La
palabra desidia alude a la indolencia y la dejadez, es ese
sentimiento de despreocupación y desinterés por asuntos que nos
conciernen y ante el sufrimiento ajeno, principalmente por una falta
de motivación y de empatía necesarias para hacernos cargo de lo que
nos compete y afecta como seres humanos.
Todos
nos beneficiamos del trabajo de los demás, de su dedicación y
esfuerzo, a veces sin pedir nada a cambio, y lo fácil resulta
entonces opinar y criticar sobre su labor, tildarla, etiquetarla,
someterla al juicio gratuito según los parámetros de apreciación
subjetivos.
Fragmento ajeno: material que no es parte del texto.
//! Unified path management for Daydream client files.
//!
//! Every file the client writes lives under one root directory so tests can
//! point the whole layout at a temporary directory.

use std::path::{Path, PathBuf};
use uuid::Uuid;

/// Errors that can occur during path resolution.
#[derive(Debug)]
pub enum PathError {
    /// Config directory could not be determined.
    ConfigDirNotFound,
}

impl std::fmt::Display for PathError {
    fn fmt(&self, f: &mut std::fmt::Formatter<'_>) -> std::fmt::Result {
        match self {
            PathError::ConfigDirNotFound => write!(f, "Cannot find config directory"),
        }
    }
}

impl std::error::Error for PathError {}

impl From<PathError> for daydream_core::DaydreamError {
    fn from(e: PathError) -> Self {
        daydream_core::DaydreamError::config(e.to_string())
    }
}

/// Path layout for the Daydream client.
///
/// # Directory Structure
///
/// ```text
/// ~/.config/daydream/          # Root (platform config dir + "daydream")
/// ├── config.toml              # Client configuration
/// ├── user_id                  # Remembered identity (plain text)
/// └── history/                 # Local history backend
///     └── <uuid-v5>.json       # One file per user id
/// ```
#[derive(Debug, Clone, PartialEq, Eq)]
pub struct DaydreamPaths {
    root: PathBuf,
}

impl DaydreamPaths {
    /// Resolves the platform default root (`~/.config/daydream` on Linux).
    pub fn from_platform() -> Result<Self, PathError> {
        dirs::config_dir()
            .map(|dir| Self::with_root(dir.join("daydream")))
            .ok_or(PathError::ConfigDirNotFound)
    }

    /// Uses `root` as the configuration directory.
    pub fn with_root(root: impl Into<PathBuf>) -> Self {
        Self { root: root.into() }
    }

    pub fn root(&self) -> &Path {
        &self.root
    }

    pub fn config_file(&self) -> PathBuf {
        self.root.join("config.toml")
    }

    pub fn user_id_file(&self) -> PathBuf {
        self.root.join("user_id")
    }

    pub fn history_dir(&self) -> PathBuf {
        self.root.join("history")
    }

    /// History file for `user_id`.
    ///
    /// User ids are arbitrary strings, so the file name is a UUID v5 of the id
    /// to keep it filesystem-safe and stable.
    pub fn history_file(&self, user_id: &str) -> PathBuf {
        history_file_in(&self.history_dir(), user_id)
    }
}

pub(crate) fn history_file_in(dir: &Path, user_id: &str) -> PathBuf {
    let id = Uuid::new_v5(&Uuid::NAMESPACE_OID, user_id.as_bytes());
    dir.join(format!("{}.json", id))
}

#[cfg(test)]
mod tests {
    use super::*;

    #[test]
    fn test_layout_under_root() {
        let paths = DaydreamPaths::with_root("/tmp/dd");
        assert_eq!(paths.config_file(), PathBuf::from("/tmp/dd/config.toml"));
        assert_eq!(paths.user_id_file(), PathBuf::from("/tmp/dd/user_id"));
        assert!(paths.history_file("alice").starts_with("/tmp/dd/history"));
    }

    #[test]
    fn test_history_file_is_stable_and_distinct() {
        let paths = DaydreamPaths::with_root("/tmp/dd");
        assert_eq!(paths.history_file("alice"), paths.history_file("alice"));
        assert_ne!(paths.history_file("alice"), paths.history_file("bob"));
        assert_ne!(
            paths.history_file("../etc/passwd"),
            PathBuf::from("/tmp/dd/history/../etc/passwd.json")
        );
    }
}
use super::Context;
use crate::render::TerminalRenderer;
use anyhow::{Context as _, Result};
use colored::Colorize;
use daydream_core::Conversation;

pub async fn show(ctx: &Context) -> Result<()> {
    let identity = ctx.identity();
    let store = ctx.factory(ctx.config()?)?.history_store();

    let messages = store
        .load(&identity.user_id)
        .await
        .with_context(|| format!("Failed to load history for {}", identity.user_id))?;

    if messages.is_empty() {
        println!(
            "{}",
            format!("No history for {} ({} store)", identity.user_id, store.name()).bright_black()
        );
        return Ok(());
    }

    let mut conversation = Conversation::new(TerminalRenderer);
    conversation.replace_all(messages);
    for unit in conversation.display_units() {
        println!("{}", unit);
    }
    Ok(())
}

pub async fn clear(ctx: &Context) -> Result<()> {
    let identity = ctx.identity();
    let store = ctx.factory(ctx.config()?)?.history_store();

    store
        .save(&identity.user_id, &[])
        .await
        .with_context(|| format!("Failed to clear history for {}", identity.user_id))?;

    println!("🧹 Cleared history for {}", identity.user_id);
    Ok(())
}
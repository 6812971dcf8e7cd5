//! User identity resolution.
//!
//! The backend keys history by an opaque user id. The id comes from, in
//! order: an explicit override, `DAYDREAM_USER_ID`, the remembered
//! `user_id` file, and finally the shared fallback identity.

use crate::paths::DaydreamPaths;
use daydream_core::{DaydreamError, Result};
use std::fmt;
use std::fs;

pub const ENV_USER_ID: &str = "DAYDREAM_USER_ID";

/// Identity used when nobody has logged in.
pub const FALLBACK_USER_ID: &str = "user-temp";

#[derive(Debug, Clone, Copy, PartialEq, Eq)]
pub enum IdentitySource {
    Override,
    Environment,
    File,
    Fallback,
}

impl fmt::Display for IdentitySource {
    fn fmt(&self, f: &mut fmt::Formatter<'_>) -> fmt::Result {
        let name = match self {
            Self::Override => "command line",
            Self::Environment => ENV_USER_ID,
            Self::File => "saved login",
            Self::Fallback => "fallback",
        };
        f.write_str(name)
    }
}

#[derive(Debug, Clone, PartialEq, Eq)]
pub struct Identity {
    pub user_id: String,
    pub source: IdentitySource,
}

impl Identity {
    pub fn is_fallback(&self) -> bool {
        self.source == IdentitySource::Fallback
    }
}

#[derive(Debug, Clone)]
pub struct IdentityService {
    paths: DaydreamPaths,
}

impl IdentityService {
    pub fn new(paths: DaydreamPaths) -> Self {
        Self { paths }
    }

    /// Resolves the active identity using the process environment.
    pub fn resolve(&self, override_id: Option<&str>) -> Identity {
        self.resolve_with(override_id, |key| std::env::var(key).ok())
    }

    /// Resolves the active identity with an injectable environment lookup.
    pub fn resolve_with<F>(&self, override_id: Option<&str>, lookup: F) -> Identity
    where
        F: Fn(&str) -> Option<String>,
    {
        if let Some(id) = override_id.and_then(normalize) {
            return Identity {
                user_id: id,
                source: IdentitySource::Override,
            };
        }

        if let Some(id) = lookup(ENV_USER_ID).as_deref().and_then(normalize) {
            return Identity {
                user_id: id,
                source: IdentitySource::Environment,
            };
        }

        match self.saved() {
            Ok(Some(id)) => {
                return Identity {
                    user_id: id,
                    source: IdentitySource::File,
                }
            }
            Ok(None) => {}
            Err(e) => {
                tracing::warn!("[IdentityService] Ignoring unreadable user_id file: {}", e);
            }
        }

        Identity {
            user_id: FALLBACK_USER_ID.to_string(),
            source: IdentitySource::Fallback,
        }
    }

    /// Remembers `user_id` for future sessions.
    ///
    /// # Errors
    ///
    /// Returns `DaydreamError::Config` for a blank id and `Io` when the file
    /// cannot be written.
    pub fn login(&self, user_id: &str) -> Result<String> {
        let id = normalize(user_id)
            .ok_or_else(|| DaydreamError::config("User id must not be empty"))?;

        let path = self.paths.user_id_file();
        if let Some(parent) = path.parent() {
            fs::create_dir_all(parent)?;
        }
        fs::write(&path, format!("{}\n", id))?;
        tracing::info!("[IdentityService] Saved identity to {}", path.display());
        Ok(id)
    }

    /// Forgets the remembered identity. Returns `false` if none was saved.
    pub fn logout(&self) -> Result<bool> {
        match fs::remove_file(self.paths.user_id_file()) {
            Ok(()) => Ok(true),
            Err(e) if e.kind() == std::io::ErrorKind::NotFound => Ok(false),
            Err(e) => Err(e.into()),
        }
    }

    fn saved(&self) -> Result<Option<String>> {
        let path = self.paths.user_id_file();
        match fs::read_to_string(&path) {
            Ok(content) => Ok(normalize(&content)),
            Err(e) if e.kind() == std::io::ErrorKind::NotFound => Ok(None),
            Err(e) => Err(e.into()),
        }
    }
}

fn normalize(raw: &str) -> Option<String> {
    let trimmed = raw.trim();
    (!trimmed.is_empty()).then(|| trimmed.to_string())
}
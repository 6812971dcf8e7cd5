pub mod config_service;
pub mod file_history_store;
pub mod identity_service;
pub mod paths;
pub mod storage;

pub use crate::config_service::ConfigService;
pub use crate::file_history_store::FileHistoryStore;
pub use crate::identity_service::{Identity, IdentityService, IdentitySource};
pub use crate::paths::{DaydreamPaths, PathError};
use futures::StreamExt;
use tracing::{debug, info, warn};

use crate::config::{Config, UpdatePolicy};
use crate::dns::{self, DnsApi, RecordSpec, Zone};
use crate::error::{ReconcileError, ReconcileResult};
use crate::pacer::Pacer;
use crate::report::{ItemReport, Outcome, ReconcileReport, SkipReason};

/// Converges the CNAME records of every configured
/// `(zone, subdomain)` entry on the configured target.
///
/// # Example
///
/// ```rust,no_run
/// use tunnel_dns::{Cloudflare, Config, Reconciler};
///
/// # async fn run() -> anyhow::Result<()> {
/// let config = Config::new("tunnel.example.net").zone("example.com", &["www", "@"]);
/// let api = Cloudflare::from_env(&config.api)?;
///
/// let report = Reconciler::new(&api, &config).run().await?;
/// println!("{report}");
/// # Ok(())
/// # }
/// ```
pub struct Reconciler<'a> {
    api: &'a dyn DnsApi,
    config: &'a Config,
    dry_run: bool,
}

impl<'a> Reconciler<'a> {
    #[must_use]
    pub fn new(api: &'a dyn DnsApi, config: &'a Config) -> Self {
        Self {
            api,
            config,
            dry_run: false,
        }
    }

    /// Perform lookups only; report what would be written.
    #[must_use]
    pub const fn dry_run(mut self, dry_run: bool) -> Self {
        self.dry_run = dry_run;
        self
    }

    /// Reconcile every entry.
    ///
    /// Per-entry failures are recorded in the report. Only a failure
    /// to list zones aborts the run.
    pub async fn run(&self) -> ReconcileResult<ReconcileReport> {
        let zones = self
            .api
            .list_zones()
            .await
            .map_err(|e| ReconcileError::ZoneListing(e.to_string()))?;
        info!(visible = zones.len(), configured = self.config.zones.len(), "zones listed");

        // One bucket for the whole run, shared by concurrent zone workers.
        let pacer = Pacer::new(self.config.pacing);
        let per_zone: Vec<Vec<ItemReport>> = futures::stream::iter(
            self.config
                .zones
                .iter()
                .map(|(name, labels)| self.reconcile_zone(name, labels, &zones, &pacer)),
        )
        .buffered(self.config.zone_concurrency.max(1))
        .collect()
        .await;

        Ok(ReconcileReport {
            items: per_zone.into_iter().flatten().collect(),
            dry_run: self.dry_run,
        })
    }

    async fn reconcile_zone(
        &self,
        name: &str,
        labels: &[String],
        zones: &[Zone],
        pacer: &Pacer,
    ) -> Vec<ItemReport> {
        let Some(zone) = zones.iter().find(|z| z.name == name) else {
            warn!(zone = name, subdomains = labels.len(), "zone not found, skipping");
            return labels
                .iter()
                .map(|label| item(name, label, Outcome::Skipped(SkipReason::ZoneNotFound)))
                .collect();
        };

        let mut items = Vec::with_capacity(labels.len());

        for label in labels {
            pacer.acquire().await;
            let fqdn = dns::fqdn(label, name);
            let outcome = match self.reconcile_record(zone, &fqdn).await {
                Ok(outcome) => outcome,
                Err(e) => {
                    warn!(zone = name, fqdn = %fqdn, error = %e, "record failed");
                    Outcome::Failed(e.to_string())
                }
            };
            items.push(item(name, label, outcome));
        }

        items
    }

    async fn reconcile_record(&self, zone: &Zone, fqdn: &str) -> ReconcileResult<Outcome> {
        let spec = RecordSpec::cname(
            fqdn,
            &self.config.target,
            self.config.ttl,
            self.config.proxied,
        );
        let existing = self.api.list_records(&zone.id, fqdn).await?;

        if existing.len() > 1 {
            warn!(
                fqdn,
                count = existing.len(),
                "multiple records share this name, using the first"
            );
        }

        let Some(record) = existing.first() else {
            if !self.dry_run {
                self.api.create_record(&zone.id, &spec).await?;
            }
            info!(fqdn, target = %spec.content, dry_run = self.dry_run, "CNAME created");
            return Ok(Outcome::Created);
        };

        if self.config.update == UpdatePolicy::WhenChanged && spec.matches(record) {
            debug!(fqdn, record_id = %record.id, "CNAME already up to date");
            return Ok(Outcome::Unchanged);
        }

        if !self.dry_run {
            self.api.update_record(&zone.id, &record.id, &spec).await?;
        }
        info!(
            fqdn,
            record_id = %record.id,
            previous = %record.content,
            target = %spec.content,
            dry_run = self.dry_run,
            "CNAME updated"
        );
        Ok(Outcome::Updated)
    }
}

fn item(zone: &str, label: &str, outcome: Outcome) -> ItemReport {
    ItemReport {
        zone: zone.to_string(),
        label: label.to_string(),
        fqdn: dns::fqdn(label, zone),
        outcome,
    }
}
Pero pocos se paran a pensar qué es lo que damos a los
demás, si hacemos la parte que nos toca, si contribuimos con aquello
que está en nuestra mano para mejorar el mundo que habitamos o
caemos en la desidia y la comodidad de esperar a recibir, de
beneficiarnos y criticar.
Casi
todos piensan que accionan, que hacen lo necesario por los demás,
pero más bien se mueven en un mundo escenificado por sus propios
intereses, creyendo que están accionando cuando en verdad solo
reaccionan para satisfacer sus deseos y se mueven por un sentimiento
de inseguridad arraigado como resorte oculto. Casi todos nos buscamos
un enemigo exterior, aquel que mejor personifica nuestro miedo más
profundo, nuestra inseguridad más temida, nuestro desamparo más
acuciante, y en él volcamos nuestra frustración, las críticas, las
opiniones, las protestas. Cuando la raíz de todos los males se
encuentra en nuestro interior, sustentando a esos enemigos externos
que luchamos por vencer: políticos y banqueros, religiosos y
científicos, sionistas y demiurgos.
Todos
se alimentan de nosotros, de nuestra complicidad e inconsciencia, de
nuestro silencio y pasividad, pero también de nuestros ataques
emocionales, reacciones al fin y al cabo. Se alimentan principalmente
de nuestra desidia y apatía por no hacer nada, pero también de
nuestra inconsciencia por no saber desconectar de un sistema opresor
y enmarañado que nos manipula y nos niega la libertad. Una libertad
que hay que ganarla a base de esfuerzo y trabajo propio, de expansión
de consciencia, de unificación del ego y de voluntad del Ser. Esa es
la labor que muchos evitan, que no quieren ver, pero se empecinan en
luchar contra dirigentes para que otros ocupen su lugar, para que los
sustituyan, como si así estuviera todo arreglado. Entretanto,
nosotros no hacemos el trabajo que nos corresponde, el que nadie
puede hacer por nosotros porque es personal e intransferible.
Aunque
en cada país les pongamos nombres y apellidos, no son sino
representantes de un mismo sistema que se viste de diferentes formas
y se apoyan entre sí. No es quien lo representa sino el sistema
mismo quien debe caer para que se levante una nueva Humanidad más
libre y verdadera. Y ese sistema está sustentado por cada uno de
nosotros porque no cambiamos desde el interior, que es el único
cambio posible para que por proyección de consciencia se manifieste
en el exterior. Es la consciencia individual y particular la que, por
sumatoria, tendrá reflejo en la materia cuando suficientes luces
enciendan su oscuridad dando paso al alumbramiento de lo nuevo, de lo
revolucionario, de la anarquía del SER.
Pero
para ello hace falta del propio esfuerzo, de laboriosidad constante,
de perseverancia y de esmero, no solo en la propia expansión de
consciencia, sino ayudando a los demás. Solo que esto no es
necesario explicarlo, pues la propia consciencia expandida nos
llevará al Amor por nuestros semejantes, y el Amor de nuestros
semejantes a la nueva Humanidad.
Si
hay algún termómetro capaz de definir lo que significa “Humanidad”,
es la capacidad de amar a sus semejantes, pues quien ama sabe ponerse
en su lugar, le respeta, y le tiene la necesaria consideración para
no desearle ningún mal. Antes bien, le comprende, empatiza con él,
y procura su bienestar, pues sabe, en lo profundo del corazón, que
su propio bien es el de bien de todos y que el bien de todos es
también el suyo.
Ángel
.º.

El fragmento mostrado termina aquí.